# Prompt
Every line of the material below should be retyped exactly.

^^^^^^^^^^^^^^^^

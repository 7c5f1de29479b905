use std::collections::HashMap;
use std::env;
use std::fs;
use std::path::PathBuf;

use serde::Deserialize;

use crate::llm::Provider;

/// One `[profiles.<name>]` table. Every key is optional.
#[derive(Debug, Clone, Deserialize, Default, PartialEq)]
#[serde(deny_unknown_fields)]
pub struct ProfileConfig {
    pub provider: Option<String>,
    pub model: Option<String>,
    pub system: Option<String>,
    pub temperature: Option<f32>,
    pub max_tokens: Option<u32>,
    pub timeout: Option<u64>,
    pub retries: Option<u32>,
    pub retry_delay: Option<u64>,
    pub base_url: Option<String>,
    pub output: Option<String>,
    pub stream: Option<bool>,
    pub show_usage: Option<bool>,
}

impl ProfileConfig {
    pub fn provider(&self) -> Result<Option<Provider>, String> {
        self.provider
            .as_deref()
            .map(|value| {
                value.parse::<Provider>().map_err(|_| {
                    format!(
                        "Invalid profile provider '{value}'. Supported values: {}.",
                        Provider::supported_values()
                    )
                })
            })
            .transpose()
    }

    fn check(&self) -> Result<(), String> {
        self.provider()?;
        if let Some(output) = self.output.as_deref() {
            if !matches!(output, "text" | "json") {
                return Err(format!(
                    "Invalid profile output '{output}'. Supported values: text, json."
                ));
            }
        }
        Ok(())
    }
}

#[derive(Debug, Deserialize, Default)]
struct ConfigFile {
    profiles: Option<HashMap<String, ProfileConfig>>,
}

/// Loads and validates a named profile.
pub fn load_profile(name: &str) -> Result<ProfileConfig, String> {
    let (path, config) = read_config()?;
    let profiles = config.profiles.ok_or_else(|| {
        format!(
            "Config file '{}' does not contain a [profiles] section.",
            path.display()
        )
    })?;

    let profile = profiles.get(name).cloned().ok_or_else(|| {
        format!(
            "Profile '{}' not found in config file '{}'.",
            name,
            path.display()
        )
    })?;
    profile.check()?;
    Ok(profile)
}

/// Result of `validate_config`: the file that was read and the profiles that
/// passed, in name order.
#[derive(Debug, Clone, PartialEq, Eq)]
pub struct ConfigReport {
    pub path: PathBuf,
    pub profiles: Vec<String>,
}

/// Parses the config file and checks every profile, or only `profile` when
/// one is named.
pub fn validate_config(profile: Option<&str>) -> Result<ConfigReport, String> {
    if let Some(name) = profile {
        load_profile(name)?;
        return Ok(ConfigReport {
            path: config_path()?,
            profiles: vec![name.to_string()],
        });
    }

    let (path, config) = read_config()?;
    check_profiles(config).map(|profiles| ConfigReport { path, profiles })
}

fn check_profiles(config: ConfigFile) -> Result<Vec<String>, String> {
    let mut profiles = config.profiles.unwrap_or_default().into_iter().collect::<Vec<_>>();
    profiles.sort_by(|a, b| a.0.cmp(&b.0));
    profiles
        .into_iter()
        .map(|(name, profile)| match profile.check() {
            Ok(()) => Ok(name),
            Err(err) => Err(format!("Profile '{name}': {err}")),
        })
        .collect()
}

fn read_config() -> Result<(PathBuf, ConfigFile), String> {
    let path = config_path()?;
    let raw = fs::read_to_string(&path)
        .map_err(|err| format!("Failed to read config file '{}': {err}", path.display()))?;
    let config = toml::from_str(&raw)
        .map_err(|err| format!("Failed to parse config file '{}': {err}", path.display()))?;
    Ok((path, config))
}

/// `MPCHAT_CONFIG`, then `$XDG_CONFIG_HOME/mpchat/config.toml`, then
/// `~/.config/mpchat/config.toml`.
pub fn config_path() -> Result<PathBuf, String> {
    if let Some(path) = non_empty_env("MPCHAT_CONFIG") {
        return Ok(PathBuf::from(path));
    }
    if let Some(xdg) = non_empty_env("XDG_CONFIG_HOME") {
        return Ok(PathBuf::from(xdg).join("mpchat").join("config.toml"));
    }

    let home = non_empty_env("HOME").ok_or_else(|| {
        "Cannot resolve config path: set MPCHAT_CONFIG or HOME/XDG_CONFIG_HOME.".to_string()
    })?;
    Ok(PathBuf::from(home)
        .join(".config")
        .join("mpchat")
        .join("config.toml"))
}

fn non_empty_env(name: &str) -> Option<String> {
    env::var(name)
        .ok()
        .map(|value| value.trim().to_string())
        .filter(|value| !value.is_empty())
}

#[cfg(test)]
mod tests {
    use super::*;

    fn parse(raw: &str) -> ConfigFile {
        toml::from_str(raw).unwrap()
    }

    #[test]
    fn profiles_parse_from_toml() {
        let config = parse(
            "[profiles.fast]\nprovider = \"deepseek\"\nmodel = \"deepseek-chat\"\ntemperature = 0.3\nstream = true\n",
        );
        let profile = &config.profiles.unwrap()["fast"];
        assert_eq!(profile.provider().unwrap(), Some(Provider::Deepseek));
        assert_eq!(profile.model.as_deref(), Some("deepseek-chat"));
        assert_eq!(profile.stream, Some(true));
    }

    #[test]
    fn unknown_provider_is_rejected() {
        let profile = ProfileConfig {
            provider: Some("fireworks".to_string()),
            ..ProfileConfig::default()
        };
        let err = profile.check().unwrap_err();
        assert!(err.starts_with("Invalid profile provider 'fireworks'"));
    }

    #[test]
    fn unknown_output_is_rejected() {
        let profile = ProfileConfig {
            output: Some("yaml".to_string()),
            ..ProfileConfig::default()
        };
        assert!(profile.check().unwrap_err().contains("Invalid profile output 'yaml'"));
    }

    #[test]
    fn unknown_keys_fail_to_parse() {
        let result = toml::from_str::<ConfigFile>("[profiles.x]\nmodle = \"typo\"\n");
        assert!(result.is_err());
    }

    #[test]
    fn profiles_are_checked_in_name_order() {
        let names = check_profiles(parse(
            "[profiles.zeta]\nprovider = \"openai\"\n\n[profiles.alpha]\noutput = \"json\"\n",
        ))
        .unwrap();
        assert_eq!(names, ["alpha", "zeta"]);

        let err = check_profiles(parse("[profiles.ok]\n\n[profiles.bad]\noutput = \"yaml\"\n")).unwrap_err();
        assert!(err.starts_with("Profile 'bad': "));
    }
}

^^^^^^^^^^^^^^^^

# Output of the exercise
repository 7c5f1de29479b905
use std::collections::HashMap;
use std::env;
use std::fs;
use std::path::PathBuf;

use serde::Deserialize;

use crate::llm::Provider;

/// One `[profiles.<name>]` table. Every key is optional.
#[derive(Debug, Clone, Deserialize, Default, PartialEq)]
#[serde(deny_unknown_fields)]
pub struct ProfileConfig {
    pub provider: Option<String>,
    pub model: Option<String>,
    pub system: Option<String>,
    pub temperature: Option<f32>,
    pub max_tokens: Option<u32>,
    pub timeout: Option<u64>,
    pub retries: Option<u32>,
    pub retry_delay: Option<u64>,
    pub base_url: Option<String>,
    pub output: Option<String>,
    pub stream: Option<bool>,
    pub show_usage: Option<bool>,
}

impl ProfileConfig {
    pub fn provider(&self) -> Result<Option<Provider>, String> {
        self.provider
            .as_deref()
            .map(|value| {
                value.parse::<Provider>().map_err(|_| {
                    format!(
                        "Invalid profile provider '{value}'. Supported values: {}.",
                        Provider::supported_values()
                    )
                })
            })
            .transpose()
    }

    fn check(&self) -> Result<(), String> {
        self.provider()?;
        if let Some(output) = self.output.as_deref() {
            if !matches!(output, "text" | "json") {
                return Err(format!(
                    "Invalid profile output '{output}'. Supported values: text, json."
                ));
            }
        }
        Ok(())
    }
}

#[derive(Debug, Deserialize, Default)]
struct ConfigFile {
    profiles: Option<HashMap<String, ProfileConfig>>,
}

/// Loads and validates a named profile.
pub fn load_profile(name: &str) -> Result<ProfileConfig, String> {
    let (path, config) = read_config()?;
    let profiles = config.profiles.ok_or_else(|| {
        format!(
            "Config file '{}' does not contain a [profiles] section.",
            path.display()
        )
    })?;

    let profile = profiles.get(name).cloned().ok_or_else(|| {
        format!(
            "Profile '{}' not found in config file '{}'.",
            name,
            path.display()
        )
    })?;
    profile.check()?;
    Ok(profile)
}

/// Result of `validate_config`: the file that was read and the profiles that
/// passed, in name order.
#[derive(Debug, Clone, PartialEq, Eq)]
pub struct ConfigReport {
    pub path: PathBuf,
    pub profiles: Vec<String>,
}

/// Parses the config file and checks every profile, or only `profile` when
/// one is named.
pub fn validate_config(profile: Option<&str>) -> Result<ConfigReport, String> {
    if let Some(name) = profile {
        load_profile(name)?;
        return Ok(ConfigReport {
            path: config_path()?,
            profiles: vec![name.to_string()],
        });
    }

    let (path, config) = read_config()?;
    check_profiles(config).map(|profiles| ConfigReport { path, profiles })
}

fn check_profiles(config: ConfigFile) -> Result<Vec<String>, String> {
    let mut profiles = config.profiles.unwrap_or_default().into_iter().collect::<Vec<_>>();
    profiles.sort_by(|a, b| a.0.cmp(&b.0));
    profiles
        .into_iter()
        .map(|(name, profile)| match profile.check() {
            Ok(()) => Ok(name),
            Err(err) => Err(format!("Profile '{name}': {err}")),
        })
        .collect()
}

fn read_config() -> Result<(PathBuf, ConfigFile), String> {
    let path = config_path()?;
    let raw = fs::read_to_string(&path)
        .map_err(|err| format!("Failed to read config file '{}': {err}", path.display()))?;
    let config = toml::from_str(&raw)
        .map_err(|err| format!("Failed to parse config file '{}': {err}", path.display()))?;
    Ok((path, config))
}

/// `MPCHAT_CONFIG`, then `$XDG_CONFIG_HOME/mpchat/config.toml`, then
/// `~/.config/mpchat/config.toml`.
pub fn config_path() -> Result<PathBuf, String> {
    if let Some(path) = non_empty_env("MPCHAT_CONFIG") {
        return Ok(PathBuf::from(path));
    }
    if let Some(xdg) = non_empty_env("XDG_CONFIG_HOME") {
        return Ok(PathBuf::from(xdg).join("mpchat").join("config.toml"));
    }

    let home = non_empty_env("HOME").ok_or_else(|| {
        "Cannot resolve config path: set MPCHAT_CONFIG or HOME/XDG_CONFIG_HOME.".to_string()
    })?;
    Ok(PathBuf::from(home)
        .join(".config")
        .join("mpchat")
        .join("config.toml"))
}

fn non_empty_env(name: &str) -> Option<String> {
    env::var(name)
        .ok()
        .map(|value| value.trim().to_string())
        .filter(|value| !value.is_empty())
}

#[cfg(test)]
mod tests {
    use super::*;

    fn parse(raw: &str) -> ConfigFile {
        toml::from_str(raw).unwrap()
    }

    #[test]
    fn profiles_parse_from_toml() {
        let config = parse(
            "[profiles.fast]\nprovider = \"deepseek\"\nmodel = \"deepseek-chat\"\ntemperature = 0.3\nstream = true\n",
        );
        let profile = &config.profiles.unwrap()["fast"];
        assert_eq!(profile.provider().unwrap(), Some(Provider::Deepseek));
        assert_eq!(profile.model.as_deref(), Some("deepseek-chat"));
        assert_eq!(profile.stream, Some(true));
    }

    #[test]
    fn unknown_provider_is_rejected() {
        let profile = ProfileConfig {
            provider: Some("fireworks".to_string()),
            ..ProfileConfig::default()
        };
        let err = profile.check().unwrap_err();
        assert!(err.starts_with("Invalid profile provider 'fireworks'"));
    }

    #[test]
    fn unknown_output_is_rejected() {
        let profile = ProfileConfig {
            output: Some("yaml".to_string()),
            ..ProfileConfig::default()
        };
        assert!(profile.check().unwrap_err().contains("Invalid profile output 'yaml'"));
    }

    #[test]
    fn unknown_keys_fail_to_parse() {
        let result = toml::from_str::<ConfigFile>("[profiles.x]\nmodle = \"typo\"\n");
        assert!(result.is_err());
    }

    #[test]
    fn profiles_are_checked_in_name_order() {
        let names = check_profiles(parse(
            "[profiles.zeta]\nprovider = \"openai\"\n\n[profiles.alpha]\noutput = \"json\"\n",
        ))
        .unwrap();
        assert_eq!(names, ["alpha", "zeta"]);

        let err = check_profiles(parse("[profiles.ok]\n\n[profiles.bad]\noutput = \"yaml\"\n")).unwrap_err();
        assert!(err.starts_with("Profile 'bad': "));
    }
}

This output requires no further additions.